Design and Stability of Angle based Feedback Control in Power Systems: A Negative-Imaginary Approach

TL;DR

This paper introduces a novel angle-based feedback control method for power systems using negative-imaginary systems theory, ensuring stability and optimal operation with distributed control and large-scale batteries.

Contribution

It links angle-based feedback linearization with negative-imaginary systems theory and demonstrates internal stability for distributed control in power networks.

Findings

Ensures frequency synchronization and steady-state power flow within network envelopes.

Achieves stability robustness without conservative criteria like the equal area criterion.

Enables maximum power operation of transmission lines.

Abstract

This paper considers a power transmission network characterized by interconnected nonlinear swing dynamics on generator buses. At the steady state, frequencies across different buses synchronize to a common nominal value such as $50$Hz or $60$Hz, and power flows on transmission lines are within steady-state envelopes. We assume that fast measurements of generator rotor angles are available. Our approach to frequency and angle control centers on equipping generator buses with large-scale batteries that are controllable on a fast timescale.
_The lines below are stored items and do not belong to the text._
// src/domain.rs
//
// Search predicates ("domains") sent to the record store. A domain is a flat list of
// terms in prefix notation: `&` and `|` each combine the next two sub-expressions, and
// consecutive top-level conditions are implicitly AND-ed by the backend.

use serde::ser::{Serialize, SerializeSeq, Serializer};
use serde_json::Value;

#[derive(Debug, Clone, Copy, PartialEq, Eq)]
pub enum Operator {
    Eq,
    Ge,
    Lt,
}

impl Operator {
    pub fn as_str(&self) -> &'static str {
        match self {
            Operator::Eq => "=",
            Operator::Ge => ">=",
            Operator::Lt => "<",
        }
    }
}

#[derive(Debug, Clone, PartialEq)]
pub struct Condition {
    pub field: String,
    pub op: Operator,
    pub value: Value,
}

impl Condition {
    pub fn new(field: &str, op: Operator, value: impl Into<Value>) -> Self {
        Self {
            field: field.to_string(),
            op,
            value: value.into(),
        }
    }
}

#[derive(Debug, Clone, PartialEq)]
pub enum DomainTerm {
    And,
    Or,
    Leaf(Condition),
}

impl Serialize for DomainTerm {
    fn serialize<S: Serializer>(&self, serializer: S) -> Result<S::Ok, S::Error> {
        match self {
            DomainTerm::And => serializer.serialize_str("&"),
            DomainTerm::Or => serializer.serialize_str("|"),
            DomainTerm::Leaf(cond) => {
                let mut seq = serializer.serialize_seq(Some(3))?;
                seq.serialize_element(&cond.field)?;
                seq.serialize_element(cond.op.as_str())?;
                seq.serialize_element(&cond.value)?;
                seq.end()
            }
        }
    }
}

#[derive(Debug, Clone, Default, PartialEq)]
pub struct Domain {
    terms: Vec<DomainTerm>,
}

impl Domain {
    /// The empty domain. Sent as-is it matches every record, so callers that treat it
    /// as "no strategy" must skip it explicitly.
    pub fn empty() -> Self {
        Self::default()
    }

    pub fn from_terms(terms: Vec<DomainTerm>) -> Self {
        Self { terms }
    }

    /// Conjunction of plain conditions, relying on the implicit top-level AND.
    pub fn all_of(conditions: impl IntoIterator<Item = Condition>) -> Self {
        Self {
            terms: conditions.into_iter().map(DomainTerm::Leaf).collect(),
        }
    }

    pub fn cond(field: &str, op: Operator, value: impl Into<Value>) -> DomainTerm {
        DomainTerm::Leaf(Condition::new(field, op, value))
    }

    /// Appends a condition that is AND-ed with the whole existing expression.
    pub fn and_also(mut self, condition: Condition) -> Self {
        self.terms.push(DomainTerm::Leaf(condition));
        self
    }

    pub fn is_empty(&self) -> bool {
        self.terms.is_empty()
    }

    pub fn terms(&self) -> &[DomainTerm] {
        &self.terms
    }

    pub fn to_json(&self) -> Value {
        // Serializing plain strings and JSON values cannot fail.
        serde_json::to_value(&self.terms).unwrap_or(Value::Array(Vec::new()))
    }

    /// Every leaf condition, in order. Used by tests and diagnostics.
    pub fn conditions(&self) -> impl Iterator<Item = &Condition> {
        self.terms.iter().filter_map(|t| match t {
            DomainTerm::Leaf(c) => Some(c),
            _ => None,
        })
    }
}

#[cfg(test)]
mod tests {
    use super::*;
    use serde_json::json;

    #[test]
    fn test_serializes_prefix_operators_and_triples() {
        let domain = Domain::from_terms(vec![
            DomainTerm::Or,
            Domain::cond("state", Operator::Eq, "draft"),
            Domain::cond("date", Operator::Ge, "2024-05-01"),
        ])
        .and_also(Condition::new("x_studio_shift_status", Operator::Eq, "Planned"));

        assert_eq!(
            domain.to_json(),
            json!([
                "|",
                ["state", "=", "draft"],
                ["date", ">=", "2024-05-01"],
                ["x_studio_shift_status", "=", "Planned"]
            ])
        );
    }

    #[test]
    fn test_empty_domain_serializes_to_empty_list() {
        assert!(Domain::empty().is_empty());
        assert_eq!(Domain::empty().to_json(), json!([]));
    }
}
We link angle based feedback linearization control with negative-imaginary systems theory. Angle based feedback controllers are designed using large-scale batteries as actuators and can be implemented in a distributed manner incorporating local information. Our analysis demonstrates the internal stability of the interconnection between the power transmission network and the angle based feedback controllers. This internal stability underscores the benefits of achieving frequency synchronization and preserving steady-state power flows within network envelopes through the use of feedback controllers. Our approach will enable transmission lines to be operated at maximum power capacity since stability robustness is ensured by the use of feedback controllers rather than conservative criteria such as the equal area criterion. By means of numerical simulations, we illustrate our results.